Methods and materials
In phase 1, 7 therapists independently contoured the prostate and organs-at-risk on T2-weighted MR images from 11 previously treated MR-Linac prostate patients. Contours were evaluated quantitatively (i.e. Dice similarity coefficient [DSC] calculated against oncologist generated online contours) and qualitatively (i.e. oncologist using a 5-point Likert scale; a score ≥ 4 was deemed a pass, a 90% pass rate was required to proceed to the next phase). Phase 2 consisted of supervised online workflow with therapists required no intervention from the oncologist on 10 total cases to advance. Phase 3 involved unsupervised therapist-driven workflow, with offline support from oncologists prior to the next fraction.
Results
In phase 1, the mean DSC was 0.92 (range 0.85–0.97), and mean Likert score was 3.7 for the prostate. Five therapists did not attain a pass rate (3–5 cases with prostate contour score < 4), underwent follow-up one-on-one review, and performed contours on a further training set (n = 5).

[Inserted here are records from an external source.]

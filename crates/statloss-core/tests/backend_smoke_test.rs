use burn::tensor::Tensor;
use statloss_core::backend::*;

#[test]
fn test_cpu_initialization() {
    let device = init_cpu_device();
    let tensor = Tensor::<CpuBackend, 1>::zeros([4], &device);
    assert_eq!(tensor.dims(), [4]);
}

#[test]
fn test_cpu_autodiff_tracks_gradients() {
    let device = init_cpu_device();
    let x = Tensor::<CpuAutodiffBackend, 1>::from_floats([1.0, 2.0, 3.0], &device).require_grad();
    let grads = (x.clone() * x.clone()).sum().backward();
    let grad: Vec<f32> = x
        .grad(&grads)
        .expect("x requires grad")
        .into_data()
        .to_vec()
        .expect("grad to vec");
    assert_eq!(grad, vec![2.0, 4.0, 6.0]);
}

// GPU smoke test - only runs with the gpu feature
#[cfg(feature = "gpu")]
#[test]
fn test_gpu_initialization() {
    let device = init_gpu_device();
    let tensor = Tensor::<WgpuBackend, 1>::zeros([4], &device);
    assert_eq!(tensor.dims(), [4]);
}
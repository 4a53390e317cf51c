//! Backend aliases and device constructors.
//!
//! The losses never choose a device on their own. These helpers exist so
//! callers (tests, demos, training loops) have one obvious way to get one.

use burn::backend::ndarray::NdArrayDevice;
use burn::backend::{Autodiff, NdArray};

/// CPU backend used by default and in tests.
pub type CpuBackend = NdArray<f32>;

/// CPU backend with gradient tracking.
pub type CpuAutodiffBackend = Autodiff<CpuBackend>;

pub fn init_cpu_device() -> NdArrayDevice {
    NdArrayDevice::Cpu
}

#[cfg(feature = "gpu")]
pub use gpu::*;

#[cfg(feature = "gpu")]
mod gpu {
    use burn::backend::wgpu::WgpuDevice;
    use burn::backend::{Autodiff, Wgpu};

    pub type WgpuBackend = Wgpu;

    pub type WgpuAutodiffBackend = Autodiff<WgpuBackend>;

    pub fn init_gpu_device() -> WgpuDevice {
        // Burn picks the platform adapter (Metal, Vulkan, DX12) for the default device
        WgpuDevice::default()
    }
}
//! # statloss-losses
//!
//! Divergences and likelihoods used as differentiable training losses for
//! generative models, written against burn tensors so they run on any
//! backend and under `Autodiff`.
//!
//! | Function | Computes |
//! |----------|----------|
//! | [`normal_kl`] | KL(N(m1, e^v1) ‖ N(m2, e^v2)), elementwise with broadcasting |
//! | [`approx_standard_normal_cdf`] | tanh approximation of Φ(x) |
//! | [`discretized_gaussian_log_likelihood`] | log-mass of a 256-level bin under a Gaussian |
//! | [`ecfd_fixed`] | ECFD summed over a fixed bandwidth set |
//! | [`ecfd_optimized`] | ECFD with a learnable bandwidth tensor, divided by ‖σ‖₂ |
//! | [`gaussian_ecfd`], [`uniform_ecfd`] | ECFD by weighting distribution |
//!
//! ## Example
//!
//! ```rust
//! use burn::tensor::Tensor;
//! use statloss_core::backend::{init_cpu_device, CpuBackend};
//! use statloss_losses::normal_kl;
//!
//! let device = init_cpu_device();
//! let mean2 = Tensor::<CpuBackend, 1>::from_floats([1.0], &device);
//!
//! // Scalars are promoted onto the device of the first tensor argument.
//! let kl = normal_kl(0.0, 0.0, mean2, 0.0).unwrap();
//! let value: Vec<f32> = kl.into_data().to_vec().unwrap();
//! assert!((value[0] - 0.5).abs() < 1e-6);
//! ```
//!
//! ## Randomness
//!
//! ECFD draws fresh frequencies on every call from the [`RngKey`] it is
//! given. Equal keys and equal inputs give equal results; use
//! [`RngKey::from_entropy`] for unseeded draws.

pub mod ecfd;
pub mod frequency;
pub mod kl;
pub mod likelihood;
pub mod operand;

pub use ecfd::{ecfd, ecfd_fixed, ecfd_optimized, gaussian_ecfd, uniform_ecfd, Bandwidth};
pub use frequency::{
    sample_unit_frequencies, FrequencySampler, GaussianFrequencies, UniformFrequencies,
};
pub use kl::normal_kl;
pub use likelihood::{approx_standard_normal_cdf, discretized_gaussian_log_likelihood};
pub use operand::{broadcast_shape, Operand};

pub use statloss_core::{EcfdConfig, LossError, Result, RngKey, Weighting, DEFAULT_NUM_FREQS};
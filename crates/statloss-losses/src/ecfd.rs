//! Empirical Characteristic Function Distance (ECFD).
//!
//! For sample batches X, Y and a frequency matrix T (`[num_freqs, dim]`):
//!
//! ```text
//! tX = T @ Xᵗ, tY = T @ Yᵗ                       [num_freqs, batch]
//! ecfd = mean_f( (mean_b cos tX - mean_b cos tY)^2
//!              + (mean_b sin tX - mean_b sin tY)^2 )
//! ```
//!
//! i.e. the squared gap between the two empirical characteristic functions,
//! averaged over random frequencies. Two entry points share that statistic:
//!
//! - [`ecfd_fixed`]: one fresh T per bandwidth in a fixed set, losses summed
//! - [`ecfd_optimized`]: T scaled by a (learnable) bandwidth tensor, loss
//!   divided by ‖σ‖₂ so σ cannot shrink to zero to game the loss
//!
//! Cost is `O(num_freqs × batch × dim × |sigmas|)`.
//!
//! ## Example
//!
//! ```rust
//! use burn::tensor::{Distribution, Tensor};
//! use statloss_core::backend::{init_cpu_device, CpuBackend};
//! use statloss_losses::{ecfd_fixed, EcfdConfig, RngKey};
//!
//! let device = init_cpu_device();
//! let x = Tensor::<CpuBackend, 2>::random([32, 4], Distribution::Normal(0.0, 1.0), &device);
//! let y = Tensor::<CpuBackend, 2>::random([48, 4], Distribution::Normal(1.0, 1.0), &device);
//!
//! let config = EcfdConfig::gaussian(64);
//! let loss = ecfd_fixed(x, y, &[0.5, 1.0], &config, RngKey::new(0), &device).unwrap();
//! assert_eq!(loss.dims(), [1]);
//! ```

use crate::frequency::sample_unit_frequencies;
use crate::operand::{broadcast_shape, Operand};
use burn::tensor::backend::Backend;
use burn::tensor::Tensor;
use statloss_core::config::validate_sigmas;
use statloss_core::{EcfdConfig, LossError, Result, RngKey};

/// Bandwidth specification for [`ecfd`].
pub enum Bandwidth<B: Backend> {
    /// Fixed positive scalars; one loss per sigma, summed.
    Fixed(Vec<f64>),
    /// Learnable tensor broadcastable to `[num_freqs, dim]`.
    Optimized(Tensor<B, 2>),
}

impl<B: Backend> From<Vec<f64>> for Bandwidth<B> {
    fn from(sigmas: Vec<f64>) -> Self {
        Bandwidth::Fixed(sigmas)
    }
}

impl<B: Backend> From<&[f64]> for Bandwidth<B> {
    fn from(sigmas: &[f64]) -> Self {
        Bandwidth::Fixed(sigmas.to_vec())
    }
}

impl<B: Backend> From<Tensor<B, 2>> for Bandwidth<B> {
    fn from(sigma: Tensor<B, 2>) -> Self {
        Bandwidth::Optimized(sigma)
    }
}

/// ECFD with a fixed bandwidth set.
///
/// Sigmas are processed in order; each gets its own child key from
/// `key.split(sigmas.len())` and therefore its own frequency draw. The
/// per-sigma losses are summed, not averaged.
///
/// # Arguments
/// * `x` - Samples from P, `[batch_x, ...]`, flattened to `[batch_x, dim]`
/// * `y` - Samples from Q, `[batch_y, ...]`, flattened to `[batch_y, dim]`
/// * `sigmas` - Finite positive bandwidths
/// * `config` - Frequency count, weighting and truncation
/// * `key` - Seed for the frequency draws
/// * `device` - Device the frequencies are created on (that of `x` and `y`)
///
/// # Returns
/// Non-negative loss of shape `[1]`.
pub fn ecfd_fixed<B: Backend, const D: usize>(
    x: Tensor<B, D>,
    y: Tensor<B, D>,
    sigmas: &[f64],
    config: &EcfdConfig,
    key: RngKey,
    device: &B::Device,
) -> Result<Tensor<B, 1>> {
    validate_sigmas(sigmas)?;
    let (x, y, dim) = prepare_batches(x, y, config)?;

    log::debug!(
        "ecfd_fixed: x={:?} y={:?} weighting={} num_freqs={} sigmas={:?}",
        x.dims(),
        y.dims(),
        config.weighting,
        config.num_freqs,
        sigmas
    );

    sigmas
        .iter()
        .zip(key.split(sigmas.len()))
        .map(|(&sigma, key)| {
            log::trace!("ecfd_fixed: drawing frequencies for sigma={sigma} key={}", key.seed());
            let freqs = sample_unit_frequencies::<B>(
                config.weighting,
                key,
                config.num_freqs,
                dim,
                config.truncate_frequencies,
                device,
            )
            .mul_scalar(sigma);
            characteristic_gap(x.clone(), y.clone(), freqs)
        })
        .reduce(|total, loss| total + loss)
        .ok_or_else(|| LossError::invalid("sigmas", "bandwidth set is empty"))
}

/// ECFD with a bandwidth tensor, typically a trainable parameter.
///
/// Unit frequencies are multiplied by `sigma` (broadcast to
/// `[num_freqs, dim]`, e.g. shape `[1, dim]` for a per-feature bandwidth),
/// and the statistic is divided by `‖sigma‖₂`. Gradients flow to `sigma`
/// through both the frequencies and the norm.
///
/// An all-zero `sigma` yields 0/0; keeping it away from zero is up to the
/// caller.
pub fn ecfd_optimized<B: Backend, const D: usize>(
    x: Tensor<B, D>,
    y: Tensor<B, D>,
    sigma: Tensor<B, 2>,
    config: &EcfdConfig,
    key: RngKey,
    device: &B::Device,
) -> Result<Tensor<B, 1>> {
    let (x, y, dim) = prepare_batches(x, y, config)?;

    let freq_shape = [config.num_freqs, dim];
    let sigma_shape = sigma.dims();
    if broadcast_shape(&[freq_shape, sigma_shape]) != Some(freq_shape) {
        return Err(LossError::invalid(
            "sigma",
            format!("shape {sigma_shape:?} does not broadcast to frequencies {freq_shape:?}"),
        ));
    }

    log::debug!(
        "ecfd_optimized: x={:?} y={:?} weighting={} num_freqs={} sigma={:?}",
        x.dims(),
        y.dims(),
        config.weighting,
        config.num_freqs,
        sigma_shape
    );

    let norm = sigma.clone().powi_scalar(2).sum().sqrt();
    let freqs = sample_unit_frequencies::<B>(
        config.weighting,
        key,
        config.num_freqs,
        dim,
        config.truncate_frequencies,
        device,
    ) * Operand::from(sigma).promote(freq_shape, device);

    Ok(characteristic_gap(x, y, freqs) / norm)
}

/// Dispatch on a [`Bandwidth`].
pub fn ecfd<B: Backend, const D: usize>(
    x: Tensor<B, D>,
    y: Tensor<B, D>,
    bandwidth: Bandwidth<B>,
    config: &EcfdConfig,
    key: RngKey,
    device: &B::Device,
) -> Result<Tensor<B, 1>> {
    match bandwidth {
        Bandwidth::Fixed(sigmas) => ecfd_fixed(x, y, &sigmas, config, key, device),
        Bandwidth::Optimized(sigma) => ecfd_optimized(x, y, sigma, config, key, device),
    }
}

/// ECFD with Gaussian weighting: frequencies ~ N(0, σ²).
pub fn gaussian_ecfd<B: Backend, const D: usize>(
    x: Tensor<B, D>,
    y: Tensor<B, D>,
    bandwidth: impl Into<Bandwidth<B>>,
    num_freqs: usize,
    key: RngKey,
    device: &B::Device,
) -> Result<Tensor<B, 1>> {
    ecfd(x, y, bandwidth.into(), &EcfdConfig::gaussian(num_freqs), key, device)
}

/// ECFD with uniform weighting: frequencies ~ U[-σ, σ).
pub fn uniform_ecfd<B: Backend, const D: usize>(
    x: Tensor<B, D>,
    y: Tensor<B, D>,
    bandwidth: impl Into<Bandwidth<B>>,
    num_freqs: usize,
    key: RngKey,
    device: &B::Device,
) -> Result<Tensor<B, 1>> {
    ecfd(x, y, bandwidth.into(), &EcfdConfig::uniform(num_freqs), key, device)
}

/// Flatten both batches to `[batch, dim]` and check they agree on `dim`.
fn prepare_batches<B: Backend, const D: usize>(
    x: Tensor<B, D>,
    y: Tensor<B, D>,
    config: &EcfdConfig,
) -> Result<(Tensor<B, 2>, Tensor<B, 2>, usize)> {
    config.validate()?;
    let x = flatten_batch(x, "x")?;
    let y = flatten_batch(y, "y")?;

    let [_, dim_x] = x.dims();
    let [_, dim_y] = y.dims();
    if dim_x != dim_y {
        return Err(LossError::DimensionMismatch { x: dim_x, y: dim_y });
    }
    Ok((x, y, dim_x))
}

fn flatten_batch<B: Backend, const D: usize>(
    samples: Tensor<B, D>,
    name: &'static str,
) -> Result<Tensor<B, 2>> {
    let dims = samples.dims();
    if dims.iter().any(|&d| d == 0) {
        return Err(LossError::invalid(
            name,
            format!("sample batch {dims:?} is empty"),
        ));
    }
    let batch = dims[0];
    let dim = dims[1..].iter().product::<usize>();
    Ok(samples.reshape([batch as i32, dim as i32]))
}

/// Mean squared gap between the empirical characteristic functions of `x`
/// and `y` at the rows of `freqs`.
fn characteristic_gap<B: Backend>(
    x: Tensor<B, 2>,
    y: Tensor<B, 2>,
    freqs: Tensor<B, 2>,
) -> Tensor<B, 1> {
    let tx = freqs.clone().matmul(x.transpose()); // [F, Bx]
    let ty = freqs.matmul(y.transpose()); // [F, By]

    let cos_gap = tx.clone().cos().mean_dim(1) - ty.clone().cos().mean_dim(1);
    let sin_gap = tx.sin().mean_dim(1) - ty.sin().mean_dim(1);

    (cos_gap.powi_scalar(2) + sin_gap.powi_scalar(2)).mean()
}

#[cfg(test)]
mod tests {
    use super::*;
    use statloss_core::backend::{init_cpu_device, CpuBackend};

    fn scalar(t: Tensor<CpuBackend, 1>) -> f32 {
        t.into_data().to_vec::<f32>().expect("to vec")[0]
    }

    #[test]
    fn test_characteristic_gap_zero_frequency() {
        // cos(0) = 1 and sin(0) = 0 for both batches: no gap
        let device = init_cpu_device();
        let x = Tensor::<CpuBackend, 2>::from_floats([[1.0, 2.0], [3.0, 4.0]], &device);
        let y = Tensor::<CpuBackend, 2>::from_floats([[-5.0, 0.5]], &device);
        let freqs = Tensor::<CpuBackend, 2>::zeros([3, 2], &device);
        assert_eq!(scalar(characteristic_gap(x, y, freqs)), 0.0);
    }

    #[test]
    fn test_characteristic_gap_hand_computed() {
        // One frequency t = [1], X = {0}, Y = {pi}: cos gap 2, sin gap 0
        let device = init_cpu_device();
        let x = Tensor::<CpuBackend, 2>::from_floats([[0.0]], &device);
        let y = Tensor::<CpuBackend, 2>::from_floats([[std::f32::consts::PI]], &device);
        let freqs = Tensor::<CpuBackend, 2>::from_floats([[1.0]], &device);
        let gap = scalar(characteristic_gap(x, y, freqs));
        assert!((gap - 4.0).abs() < 1e-5, "got {gap}");
    }

    #[test]
    fn test_flatten_batch_collapses_trailing_axes() {
        let device = init_cpu_device();
        let images = Tensor::<CpuBackend, 4>::zeros([5, 3, 2, 2], &device);
        let flat = flatten_batch(images, "x").unwrap();
        assert_eq!(flat.dims(), [5, 12]);
    }

    #[test]
    fn test_empty_batch_rejected() {
        let device = init_cpu_device();
        let x = Tensor::<CpuBackend, 2>::zeros([0, 3], &device);
        let err = flatten_batch(x, "x").unwrap_err();
        assert!(matches!(err, LossError::InvalidArgument { arg: "x", .. }));
    }
}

Each participant completed a median of 12 (range 10–13) cases in phase 2; of 82 cases, minor direction were required from the oncologist on 5 regarding target contouring. Radiation oncologists reviewed 179 treatment fractions in phase 3, and deemed 5 cases acceptable but with suggestions for next fraction; all other cases were accepted without suggestions.
Conclusion
A training stepwise program was developed and successfully implemented to enable a therapist-driven workflow for online prostate MR-Linac adaptive radiotherapy.